The Navy is finally in a place where it can start picking winners in its pursuit of maritime—specifically underwater—drones, but the ability to produce them en masse should be a prime consideration when awarding contracts, according to one lawmaker.
“I think they’re making some good progress. I remember going to Newport…and seeing all kinds of great research projects. But when I asked, ‘When’s the down-select going to happen?’ People look at me like…’We’re just having fun experimenting with these platforms,’” Rep. Rob Wittman, R-Va., vice chairman of the House Armed Services Committee, said Tuesday during Defense One’s State of Defense Business event. “I think the Navy has finally gotten to that place. The key is not just, now, down-selecting, but how do you go to scale quickly with those operations?”

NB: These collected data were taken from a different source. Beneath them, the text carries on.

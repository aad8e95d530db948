use ledgerdesk_core::PartnerService;
use ledgerdesk_domain::{PartnerType, ResPartner};

use crate::cli::args::{require_id, ArgMap};
use crate::cli::commands::{split_action, unknown_action};
use crate::cli::core::{CommandError, CommandResult, ShellContext};
use crate::cli::io;
use crate::cli::output::block;
use crate::cli::registry::CommandEntry;
use crate::cli::ui::formatting::{optional, yes_no};
use crate::cli::ui::table_renderer::{Table, TableColumn};

const USAGE: &str = "partner <list [--search TERM] [--type T]|add <name> --type T [--email E] [--phone P]|edit <id> [--name N] [--email E] [--active yes|no]>";

pub(crate) fn definitions() -> Vec<CommandEntry> {
    vec![CommandEntry::new(
        "partner",
        "Customers, vendors and employees",
        USAGE,
        cmd_partner,
    )
    .with_actions(&["list", "add", "edit"])]
}

fn cmd_partner(context: &mut ShellContext, args: &[&str]) -> CommandResult {
    let (action, rest) = split_action(args, USAGE)?;
    let args = ArgMap::parse(rest);
    match action.as_str() {
        "list" => list_partners(context, &args),
        "add" => add_partner(context, &args),
        "edit" => edit_partner(context, &args),
        other => Err(unknown_action("partner", other)),
    }
}

fn parse_type(raw: &str) -> Result<PartnerType, CommandError> {
    PartnerType::parse(raw).ok_or_else(|| {
        CommandError::InvalidArguments(format!(
            "unknown partner type `{}` (customer, vendor, employee, other)",
            raw
        ))
    })
}

fn list_partners(context: &mut ShellContext, args: &ArgMap<'_>) -> CommandResult {
    let company_id = context.company(args)?;
    let partner_type = args.get("type").map(parse_type).transpose()?;
    let partners = context.api.partners(company_id)?;
    let matches: Vec<&ResPartner> = PartnerService::search(&partners, args.get("search").unwrap_or(""))
        .into_iter()
        .filter(|partner| partner_type.map_or(true, |t| partner.partner_type == t))
        .collect();
    if matches.is_empty() {
        io::print_info("No partners match.");
        return Ok(());
    }

    let mut table = Table::new(vec![
        TableColumn::right("ID"),
        TableColumn::left("Name").max(36),
        TableColumn::left("Type"),
        TableColumn::left("Email"),
        TableColumn::left("Phone"),
        TableColumn::left("Active"),
    ]);
    for partner in matches {
        table.push([
            optional(partner.id),
            partner.name.clone(),
            partner.partner_type.to_string(),
            optional(partner.email.as_deref()),
            optional(partner.phone.as_deref()),
            yes_no(partner.is_active).to_string(),
        ]);
    }
    block(&table.render());
    Ok(())
}

fn add_partner(context: &mut ShellContext, args: &ArgMap<'_>) -> CommandResult {
    let name = args.rest(0).ok_or_else(|| {
        CommandError::InvalidArguments("usage: partner add <name> --type T".into())
    })?;
    let partner = ResPartner {
        email: args.string("email"),
        phone: args.string("phone"),
        address: args.string("address"),
        tax_id: args.string("tax-id"),
        coa_id: args.id("coa")?,
        ..ResPartner::new(name, parse_type(args.require("type")?)?)
    };

    let company_id = context.company(args)?;
    let created = context.api.create_partner(company_id, partner)?;
    io::print_success(format!(
        "{} `{}` added.",
        created.partner_type, created.name
    ));
    Ok(())
}

fn edit_partner(context: &mut ShellContext, args: &ArgMap<'_>) -> CommandResult {
    let id = require_id(args, 0, "partner edit <id> [--name N] [--email E]")?;
    let company_id = context.company(args)?;
    let partners = context.api.partners(company_id)?;
    let mut partner = partners
        .into_iter()
        .find(|partner| partner.id == Some(id))
        .ok_or_else(|| CommandError::Message(format!("Partner {} not found.", id)))?;

    let before = partner.clone();
    if let Some(name) = args.string("name") {
        partner.name = name;
    }
    if let Some(raw) = args.get("type") {
        partner.partner_type = parse_type(raw)?;
    }
    for (key, field) in [
        ("email", &mut partner.email),
        ("phone", &mut partner.phone),
        ("address", &mut partner.address),
        ("tax-id", &mut partner.tax_id),
    ] {
        if let Some(value) = args.get(key) {
            // An empty value clears the field.
            *field = Some(value.trim().to_string()).filter(|v| !v.is_empty());
        }
    }
    if let Some(active) = args.boolean("active")? {
        partner.is_active = active;
    }
    if partner == before {
        return Err(CommandError::InvalidArguments(
            "nothing to change; pass an option such as `--email` or `--active no`".into(),
        ));
    }

    let updated = context.api.update_partner(company_id, &partner)?;
    io::print_success(format!("Partner `{}` updated.", updated.name));
    Ok(())
}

The congressman used an example of one company that built a 150-foot autonomous surface vessel in about six months to show how it can be done.
Saronic, a drone-boat startup based in Austin, Texas, announced during a panel at a General Catalyst Institute event Monday that it’s on track to complete its build of its Marauder vessel, which has a 3,500 nautical mile range, by December. Wittman was also a speaker at the event.
“So we acquired a shipyard in Franklin, Louisiana…the shipyard was closing down. So one of the things we think about is…how do we bring brand new capacity online in this country in a way that wouldn’t exist otherwise,” CEO and co-founder Dino Mavrookas said. “We laid our first weld on June 24 of this year, and that ship is going to be in the water by the end of the year.”
Saronic has already started building its second Marauder, side-by-side with the first one, and is “already seeing production efficiency gains,” Mavrookas said.
Saronic isn’t the only defense tech company focused on producing sea drones in large quantities. Anduril recently announced plans to build an autonomous surface vessel prototype in South Korea with HD Hyundai Heavy Industries, before producing them at their shipyard in Seattle, Wash. HavocAI also announced plans to build a 100-foot drone boat this year.
The concept of building robot boats in months, instead of years, should translate to underwater vessels too, Wittman said on Tuesday.
“That’s the kind of pace we need,” he said. “How do we make sure that we are not only awarding contracts, but awarding contracts at scale and with timeliness—and that is performing and delivering those platforms within very strict time frames?”